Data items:
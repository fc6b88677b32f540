use axum::response::{IntoResponse, Response};
use http::StatusCode;

/// Security-related errors for token validation and login.
#[derive(Debug)]
pub enum SecurityError {
    /// The JWT is invalid (malformed, bad signature, wrong claims).
    InvalidToken(String),

    /// The JWT has expired.
    TokenExpired,

    /// The principal named by the credential does not exist.
    UnknownPrincipal(String),

    /// The supplied password does not match the stored credential.
    BadCredentials,

    /// Password hashing failed.
    Hashing(String),
}

impl std::fmt::Display for SecurityError {
    fn fmt(&self, f: &mut std::fmt::Formatter<'_>) -> std::fmt::Result {
        match self {
            SecurityError::InvalidToken(msg) => write!(f, "Invalid token: {msg}"),
            SecurityError::TokenExpired => write!(f, "Token expired"),
            SecurityError::UnknownPrincipal(id) => write!(f, "Unknown principal: {id}"),
            SecurityError::BadCredentials => write!(f, "Bad credentials"),
            SecurityError::Hashing(msg) => write!(f, "Password hashing failed: {msg}"),
        }
    }
}

impl std::error::Error for SecurityError {}

impl SecurityError {
    /// The short text body surfaced on 401 responses.
    pub fn public_message(&self) -> &'static str {
        match self {
            SecurityError::UnknownPrincipal(_) => "Unauthorized. User id not found.",
            SecurityError::BadCredentials => "Unauthorized. Bad credentials.",
            SecurityError::TokenExpired => "Unauthorized. Token expired.",
            _ => "Unauthorized.",
        }
    }

    fn status(&self) -> StatusCode {
        match self {
            SecurityError::Hashing(_) => StatusCode::INTERNAL_SERVER_ERROR,
            _ => StatusCode::UNAUTHORIZED,
        }
    }
}

impl IntoResponse for SecurityError {
    fn into_response(self) -> Response {
        (self.status(), self.public_message()).into_response()
    }
}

* **Task brief**
Whenever a line above includes "self", copy it in full.

* **Answer box**
    fn fmt(&self, f: &mut std::fmt::Formatter<'_>) -> std::fmt::Result {
        match self {
    pub fn public_message(&self) -> &'static str {
        match self {
    fn status(&self) -> StatusCode {
        match self {
    fn into_response(self) -> Response {
        (self.status(), self.public_message()).into_response()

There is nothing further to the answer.